15 Minuten, dafür effektiv jeden Tag, ist doch schon mal super. Ich übe als erwachsener Spätanfänger seit Jahren kaum mehr als 20min, manchmal 30min, manchmal 2x15min oder 2x20min am Tag und komme ordentlich voran.
Entscheidend dabei ist, dass du effizient übst.
Die grosse Fallgrube für Erwachsene ist das "Üben" von für sie zu schwierigen Stücken, durch reine Repetition/Muskelgedächtnis. Man nimmt sich einen schönen, anfängerfreundlicheren Chopin vor, fängt mit den ersten vier Takten an, zuerst die rechte, dann die linke Hand, alles Dutzende Male wiederholt, und arbeitet sich so über Wochen und Monate weiter, bis man das Stück "kann". Meistens bleibt es aber wacklig und leidlich gut, weil man keine mentale Kontrolle hat, sondern alles in den Fingern, und nur schon ein Verspieler, die leichte Änderung der Dynamik oder eines Fingersatzes an einer Stelle bringt das ganze auf brutaler Repetition aufgebaute Kartenhaus zum Einsturz. Ausserdem verlierst das Stück aus dem "Repertoire", wenn du es nicht immer wiederholst. Doch wieviel Spass macht der Chopin oder die Elise bei Wiederholung 879 noch?
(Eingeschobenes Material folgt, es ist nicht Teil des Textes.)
// ============================================================================
// STORAGE TRAIT
// ============================================================================

/// Storage trait for VITAL entities.
///
/// All list operations return only the named user's rows. Deletes are
/// idempotent on missing ids only where documented; by default a missing id
/// is `StorageError::NotFound`.
pub trait EventStore: Send + Sync {
    // === Habit Operations ===

    /// Insert a new habit.
    fn habit_insert(&self, habit: &Habit) -> VitalResult<()>;

    /// Get a habit by id, scoped to its owner.
    fn habit_get(&self, user_id: UserId, id: Uuid) -> VitalResult<Option<Habit>>;

    /// Update a habit.
    fn habit_update(&self, user_id: UserId, id: Uuid, update: HabitUpdate) -> VitalResult<()>;

    /// Delete a habit and all of its logs.
    fn habit_delete(&self, user_id: UserId, id: Uuid) -> VitalResult<()>;

    /// List a user's habits, oldest first.
    fn habit_list(&self, user_id: UserId) -> VitalResult<Vec<Habit>>;

    /// Count a user's habits.
    fn habit_count(&self, user_id: UserId) -> VitalResult<usize>;

    // === Habit Log Operations ===

    /// Insert a new habit log.
    ///
    /// Enforces the uniqueness invariant: at most one log per
    /// (user, habit, calendar day). A second insert for the same triple is
    /// `StorageError::Duplicate`.
    fn habit_log_insert(&self, log: &HabitLog) -> VitalResult<()>;

    /// Get a log by id, scoped to its owner.
    fn habit_log_get(&self, user_id: UserId, id: Uuid) -> VitalResult<Option<HabitLog>>;

    /// Update a log's completion flag or measured value.
    fn habit_log_update(&self, user_id: UserId, id: Uuid, update: HabitLogUpdate)
        -> VitalResult<()>;

    /// Delete a log.
    fn habit_log_delete(&self, user_id: UserId, id: Uuid) -> VitalResult<()>;

    /// List a user's logs with dates inside `range`, oldest first.
    fn habit_log_list_in_range(&self, user_id: UserId, range: DateRange)
        -> VitalResult<Vec<HabitLog>>;

    /// List a user's logs for one calendar day.
    fn habit_log_list_on(&self, user_id: UserId, date: NaiveDate) -> VitalResult<Vec<HabitLog>>;

    // === Workout Operations ===

    /// Insert a new workout.
    fn workout_insert(&self, workout: &Workout) -> VitalResult<()>;

    /// Get a workout by id, scoped to its owner.
    fn workout_get(&self, user_id: UserId, id: Uuid) -> VitalResult<Option<Workout>>;

    /// Update a workout.
    fn workout_update(&self, user_id: UserId, id: Uuid, update: WorkoutUpdate) -> VitalResult<()>;

    /// Delete a workout.
    fn workout_delete(&self, user_id: UserId, id: Uuid) -> VitalResult<()>;

    /// List a user's workouts, newest first.
    fn workout_list(&self, user_id: UserId) -> VitalResult<Vec<Workout>>;

    /// List a user's workouts with session dates inside `range`.
    fn workout_list_in_range(&self, user_id: UserId, range: DateRange) -> VitalResult<Vec<Workout>>;

    // === Workout Template Operations ===

    /// Insert a new template.
    fn template_insert(&self, template: &WorkoutTemplate) -> VitalResult<()>;

    /// Get a template by id, scoped to its owner.
    fn template_get(&self, user_id: UserId, id: Uuid) -> VitalResult<Option<WorkoutTemplate>>;

    /// Update a template.
    fn template_update(&self, user_id: UserId, id: Uuid, update: TemplateUpdate) -> VitalResult<()>;

    /// Delete a template.
    fn template_delete(&self, user_id: UserId, id: Uuid) -> VitalResult<()>;

    /// List a user's templates, oldest first.
    fn template_list(&self, user_id: UserId) -> VitalResult<Vec<WorkoutTemplate>>;

    // === Exercise Library Operations ===

    /// Insert a new library entry.
    ///
    /// Enforces the uniqueness invariant: one name per owner. A second entry
    /// with the same (owner, name) pair is `StorageError::Duplicate`.
    fn exercise_insert(&self, exercise: &Exercise) -> VitalResult<()>;

    /// Get a library entry visible to `user_id`: their own or a public one.
    fn exercise_get(&self, user_id: UserId, id: Uuid) -> VitalResult<Option<Exercise>>;

    /// Update a library entry. Only the owner can modify an entry; public
    /// standard exercises are immutable through this interface.
    fn exercise_update(&self, user_id: UserId, id: Uuid, update: ExerciseUpdate) -> VitalResult<()>;

    /// Delete a library entry. Owner-only, like `exercise_update`.
    fn exercise_delete(&self, user_id: UserId, id: Uuid) -> VitalResult<()>;

    /// List the entries visible to `user_id` (own plus public), sorted by
    /// name.
    fn exercise_list(&self, user_id: UserId) -> VitalResult<Vec<Exercise>>;

    // === Personal Record Operations ===

    /// Insert a new PR entry.
    fn record_insert(&self, record: &PersonalRecord) -> VitalResult<()>;

    /// Delete a PR entry.
    fn record_delete(&self, user_id: UserId, id: Uuid) -> VitalResult<()>;

    /// List all of a user's PR entries.
    fn record_list(&self, user_id: UserId) -> VitalResult<Vec<PersonalRecord>>;

    // === Body Measurement Operations ===

    /// Insert a new measurement.
    fn measurement_insert(&self, measurement: &BodyMeasurement) -> VitalResult<()>;

    /// Delete a measurement.
    fn measurement_delete(&self, user_id: UserId, id: Uuid) -> VitalResult<()>;

    /// The `limit` most recent measurements, newest first. Ties on the date
    /// break toward the most recently inserted row.
    fn measurement_list_recent(
        &self,
        user_id: UserId,
        limit: usize,
    ) -> VitalResult<Vec<BodyMeasurement>>;

    // === Journal Operations ===

    /// Insert a new journal entry.
    fn journal_insert(&self, entry: &JournalEntry) -> VitalResult<()>;

    /// Delete a journal entry.
    fn journal_delete(&self, user_id: UserId, id: Uuid) -> VitalResult<()>;

    /// List a user's journal entries, newest first.
    fn journal_list(&self, user_id: UserId) -> VitalResult<Vec<JournalEntry>>;

    // === Life Assessment Operations ===

    /// Insert a new assessment.
    fn assessment_insert(&self, assessment: &LifeAssessment) -> VitalResult<()>;

    /// Delete an assessment.
    fn assessment_delete(&self, user_id: UserId, id: Uuid) -> VitalResult<()>;

    /// List a user's assessments, newest first by date.
    fn assessment_list(&self, user_id: UserId) -> VitalResult<Vec<LifeAssessment>>;

    // === Profile Operations ===

    /// Get a user's profile, if one has been created.
    fn profile_get(&self, user_id: UserId) -> VitalResult<Option<UserProfile>>;

    /// Apply `update` to the user's profile, creating an empty profile first
    /// when none exists. Returns the stored profile.
    fn profile_upsert(&self, user_id: UserId, update: ProfileUpdate) -> VitalResult<UserProfile>;

    // === Health ===

    /// Whether the store is reachable; used by the readiness probe.
    fn is_ready(&self) -> bool;
}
Was die meisten Erwachsenen doch eigentlich wollen bzw. sich unter Klavierspielen vorstellen, ist "Sit down & play": Du hast grad Lust auf "Let it be", also besorgst du dir einen (leicht) arrangierten Notensatz und spielst "Let it be" vom Blatt. Oder bei gutem Gehör und mit etwas Begleittheorie aus dem Ohr.
Das Ziel des Übens ist also das Blattspiel zu erlernen, zuerst natürlich mit ganz einfachen Stücken. Dafür muss man die Musik jenseits einzelner Noten lesen und verstehen lernen, Klangvorstellung entwickeln, rhythmische Chunks erkennen können und natürlich die Technik für die Hände entwickeln, dass dann Umzusetzen - möglichst auch ohne immer auf die Hände zu schauen.
Das ist kein einfacher Weg, mental sehr fordernd und nach 15 Minuten Blattspiel bin ich meist schon recht ausgebrannt, weil es höchste Konzentration erfordert. Viel länger geht gar nicht, bzw. es wird dann immer ineffizienter. Aber man kommt dadurch schnell auch in eine Art Flow, es macht Spass, man spielt immer andere Musik und lernt langsam aber sicher das Klavierspiel anstatt nur ein einzelnes Stück.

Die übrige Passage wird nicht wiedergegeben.